We spoke to RB’s senior R&D manager Scott Seville to find out more.
What is the RB Mentorship 100 programme?
Scott Seville: We want to dedicate at least 100 hours of mentorship over the course of six to nine months to support C4DI and its members in any way we can help. This could cover product development, business partnering, regulatory strategy or project management. We want to ensure our new Centre for Scientific Excellence is an attraction hub for future talent and innovation partnerships in the region so supporting C4DI is really important to us. One of the advantages of being a big company is the access we have to a wide variety of skillsets and capabilities, which we want to share with the wider community.
What would you say to C4DI’s members who are thinking of joining it?
I’d ask them to think what their biggest challenges are, and how our business knowledge, experience and skillset could support them. For example, we can provide lots of insight and advice on how you access a big business, what a big business is looking for, and how to pitch to and engage with one. Alternatively, they may need support on a more functional level looking at HR, coaching, personal development or project management. One of the biggest advantages of our site in Hull is that it’s one of our largest healthcare development centres globally so we have access to many different resources.
In return, what would you like to learn from participants on the programme?
We want to learn more about the fast emerging areas of digital, connectivity and the Internet of Things. We have a large number of scientists, chemists, biologists, and microbiologists, and we recognise that the world is changing into a digital space. For that reason we need to upskill our workforce which we can hopefully achieve with the C4DI team and its members.

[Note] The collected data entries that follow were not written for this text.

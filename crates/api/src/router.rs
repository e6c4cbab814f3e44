//! Shared application router builder.
//!
//! Provides [`build_app_router`] so both the production binary (`main.rs`)
//! and integration tests (`tests/common/mod.rs`) use the exact same middleware
//! stack.

use std::time::Duration;

use axum::http::header::{AUTHORIZATION, CONTENT_TYPE};
use axum::http::{HeaderName, Method, StatusCode};
use axum::Router;
use tower_http::catch_panic::CatchPanicLayer;
use tower_http::cors::CorsLayer;
use tower_http::request_id::{MakeRequestUuid, PropagateRequestIdLayer, SetRequestIdLayer};
use tower_http::timeout::TimeoutLayer;
use tower_http::trace::{DefaultMakeSpan, DefaultOnResponse, TraceLayer};
use tracing::Level;

use crate::config::ServerConfig;
use crate::routes;
use crate::state::AppState;

/// Build the full application [`Router`] with all middleware layers.
///
/// The middleware stack is applied bottom-up:
///
/// 1. CORS
/// 2. Set request ID on incoming requests
/// 3. Structured request/response tracing
/// 4. Propagate request ID to response
/// 5. Request timeout
/// 6. Panic recovery (catch panics, return 500)
pub fn build_app_router(state: AppState, config: &ServerConfig) -> Router {
    let cors = build_cors_layer(config);
    let request_id_header = HeaderName::from_static("x-request-id");

    Router::new()
        // Health check at root level (not under /api/v1).
        .merge(routes::health::router())
        .nest("/api/v1", routes::api_routes())
        .layer(CatchPanicLayer::new())
        .layer(TimeoutLayer::with_status_code(
            StatusCode::REQUEST_TIMEOUT,
            Duration::from_secs(config.request_timeout_secs),
        ))
        .layer(PropagateRequestIdLayer::new(request_id_header.clone()))
        .layer(
            TraceLayer::new_for_http()
                .make_span_with(DefaultMakeSpan::new().level(Level::INFO))
                .on_response(DefaultOnResponse::new().level(Level::INFO)),
        )
        .layer(SetRequestIdLayer::new(request_id_header, MakeRequestUuid))
        .layer(cors)
        .with_state(state)
}

/// Build the CORS middleware layer from server configuration.
///
/// Credentials are allowed because the web client authenticates with the
/// `auth` cookie.
///
/// Panics at startup if any configured origin is invalid, so misconfiguration
/// fails fast.
fn build_cors_layer(config: &ServerConfig) -> CorsLayer {
    let origins: Vec<_> = config
        .cors_origins
        .iter()
        .map(|o| {
            o.parse()
                .unwrap_or_else(|e| panic!("Invalid CORS origin '{o}': {e}"))
        })
        .collect();

    CorsLayer::new()
        .allow_origin(origins)
        .allow_methods([Method::GET, Method::POST, Method::DELETE])
        .allow_headers([CONTENT_TYPE, AUTHORIZATION])
        .allow_credentials(true)
        .max_age(Duration::from_secs(3600))
}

What’s the next stage for the programme?
We have a relationship manager and support team in place who will drive the programme forward and have already identified 20 senior RB mentors to be part of it. The next step will be to open a dialogue and start connecting the right people to ensure we reach those that want to be involved.
What are your plans for the health-tech accelerator?
We want to work up to it and validate the business plan over the next six months. We have an aspiration and desire to offer value and really commit to it. It’s really about understanding how we attract the right kind of scale-ups and startups to C4DI, and what RB can offer.
Is it open to startups outside of C4DI?
Absolutely — I think that’s what we will need to validate the programme. How can we attract the best talent to Hull, and what would such a digital health programme look like? Hopefully there will be some applicants from the area, but we also want to tap into the broader ecosystem and network, to show them exactly what Hull and the wider Humber Region can offer.
What does “digital health innovation” mean to RB?
As a consumer-led company we believe digital health innovation has to benefit the consumer and empower them to improve their health, rather than innovating just for innovation’s sake. This could be in the form of a digital connected device, or a new digital-connected or subscription service that enable consumers to proactively lead a healthier life. We really want to be inspired and provoked by what’s out there.
Did you look at similar accelerators and programmes to gain an idea of what you could achieve?
Over the last 12 months, we’ve been exploring different models to connect with startups and scale-ups, looking at many different service providers, accelerators and incubators. We are keen to partner directly with organisations that share our vision. From what we’ve seen at C4DI they have the facilities and network to provide a really compelling package to the right start-ups and scale-ups.